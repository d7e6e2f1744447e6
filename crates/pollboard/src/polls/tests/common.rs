use std::collections::BTreeMap;
use std::sync::atomic::{AtomicU64, Ordering};
use std::sync::{Arc, Mutex};

use axum::response::Response;
use chrono::{DateTime, Duration, TimeZone, Utc};
use serde_json::Value;

use crate::config::ListingConfig;
use crate::polls::domain::{Choice, ChoiceId, Question, QuestionDraft, QuestionId};
use crate::polls::repository::{PollRepository, QuestionRecord, RepositoryError};
use crate::polls::service::PollService;

/// Fixed evaluation instant every scenario pins itself to.
pub(super) fn anchor() -> DateTime<Utc> {
    Utc.with_ymd_and_hms(2025, 9, 24, 12, 0, 0)
        .single()
        .expect("valid anchor instant")
}

pub(super) fn question(id: u64, text: &str, pub_date: DateTime<Utc>) -> Question {
    Question {
        id: QuestionId(id),
        question_text: text.to_string(),
        pub_date,
    }
}

pub(super) fn choice(id: u64, question_id: u64, text: &str, votes: u64) -> Choice {
    Choice {
        id: ChoiceId(id),
        question_id: QuestionId(question_id),
        choice_text: text.to_string(),
        votes,
    }
}

pub(super) fn record(question: Question, choices: Vec<Choice>) -> QuestionRecord {
    QuestionRecord { question, choices }
}

/// A record published `days_ago` days before the anchor, carrying one choice.
pub(super) fn published_record(id: u64, text: &str, days_ago: i64) -> QuestionRecord {
    let pub_date = anchor() - Duration::days(days_ago);
    record(
        question(id, text, pub_date),
        vec![choice(id * 10, id, "Sample choice", 0)],
    )
}

pub(super) fn draft(text: &str, pub_date: DateTime<Utc>, choices: &[&str]) -> QuestionDraft {
    QuestionDraft::new(text, pub_date).with_choices(choices.iter().copied())
}

pub(super) fn build_service() -> (PollService<MemoryRepository>, Arc<MemoryRepository>) {
    let repository = Arc::new(MemoryRepository::default());
    let service = PollService::new(repository.clone(), ListingConfig::default());
    (service, repository)
}

struct StoredQuestion {
    question: Question,
    choices: Vec<Choice>,
}

#[derive(Default)]
pub(super) struct MemoryRepository {
    questions: Mutex<BTreeMap<QuestionId, StoredQuestion>>,
    question_seq: AtomicU64,
    choice_seq: AtomicU64,
}

impl PollRepository for MemoryRepository {
    fn insert_question(&self, draft: QuestionDraft) -> Result<QuestionRecord, RepositoryError> {
        let mut guard = self.questions.lock().expect("repository mutex poisoned");
        let id = QuestionId(self.question_seq.fetch_add(1, Ordering::Relaxed) + 1);
        let question = Question {
            id,
            question_text: draft.question_text,
            pub_date: draft.pub_date,
        };
        let choices: Vec<Choice> = draft
            .choices
            .into_iter()
            .map(|choice_text| Choice {
                id: ChoiceId(self.choice_seq.fetch_add(1, Ordering::Relaxed) + 1),
                question_id: id,
                choice_text,
                votes: 0,
            })
            .collect();
        guard.insert(
            id,
            StoredQuestion {
                question: question.clone(),
                choices: choices.clone(),
            },
        );
        Ok(QuestionRecord { question, choices })
    }

    fn question(&self, id: QuestionId) -> Result<Option<Question>, RepositoryError> {
        let guard = self.questions.lock().expect("repository mutex poisoned");
        Ok(guard.get(&id).map(|stored| stored.question.clone()))
    }

    fn questions(&self) -> Result<Vec<Question>, RepositoryError> {
        let guard = self.questions.lock().expect("repository mutex poisoned");
        Ok(guard.values().map(|stored| stored.question.clone()).collect())
    }

    fn choices_for(&self, id: QuestionId) -> Result<Vec<Choice>, RepositoryError> {
        let guard = self.questions.lock().expect("repository mutex poisoned");
        Ok(guard
            .get(&id)
            .map(|stored| stored.choices.clone())
            .unwrap_or_default())
    }

    fn record_vote(
        &self,
        question: QuestionId,
        choice: ChoiceId,
    ) -> Result<Choice, RepositoryError> {
        let mut guard = self.questions.lock().expect("repository mutex poisoned");
        let stored = guard.get_mut(&question).ok_or(RepositoryError::NotFound)?;
        let entry = stored
            .choices
            .iter_mut()
            .find(|entry| entry.id == choice)
            .ok_or(RepositoryError::NotFound)?;
        entry.votes += 1;
        Ok(entry.clone())
    }

    fn delete_question(&self, id: QuestionId) -> Result<(), RepositoryError> {
        let mut guard = self.questions.lock().expect("repository mutex poisoned");
        guard.remove(&id).map(|_| ()).ok_or(RepositoryError::NotFound)
    }
}

pub(super) struct UnavailableRepository;

impl PollRepository for UnavailableRepository {
    fn insert_question(&self, _draft: QuestionDraft) -> Result<QuestionRecord, RepositoryError> {
        Err(RepositoryError::Unavailable("database offline".to_string()))
    }

    fn question(&self, _id: QuestionId) -> Result<Option<Question>, RepositoryError> {
        Err(RepositoryError::Unavailable("database offline".to_string()))
    }

    fn questions(&self) -> Result<Vec<Question>, RepositoryError> {
        Err(RepositoryError::Unavailable("database offline".to_string()))
    }

    fn choices_for(&self, _id: QuestionId) -> Result<Vec<Choice>, RepositoryError> {
        Err(RepositoryError::Unavailable("database offline".to_string()))
    }

    fn record_vote(
        &self,
        _question: QuestionId,
        _choice: ChoiceId,
    ) -> Result<Choice, RepositoryError> {
        Err(RepositoryError::Unavailable("database offline".to_string()))
    }

    fn delete_question(&self, _id: QuestionId) -> Result<(), RepositoryError> {
        Err(RepositoryError::Unavailable("database offline".to_string()))
    }
}

pub(super) async fn read_json_body(response: Response) -> Value {
    let body = axum::body::to_bytes(response.into_body(), 4096)
        .await
        .expect("read body");
    serde_json::from_slice(&body).expect("json payload")
}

::::::::

_WHAT YOU ARE ASKED TO DO_: Go through the listing, find each line with the word "votes", and copy it.

_RESPONSE BOX_:
pub(super) fn choice(id: u64, question_id: u64, text: &str, votes: u64) -> Choice {
        votes,
                votes: 0,
        entry.votes += 1;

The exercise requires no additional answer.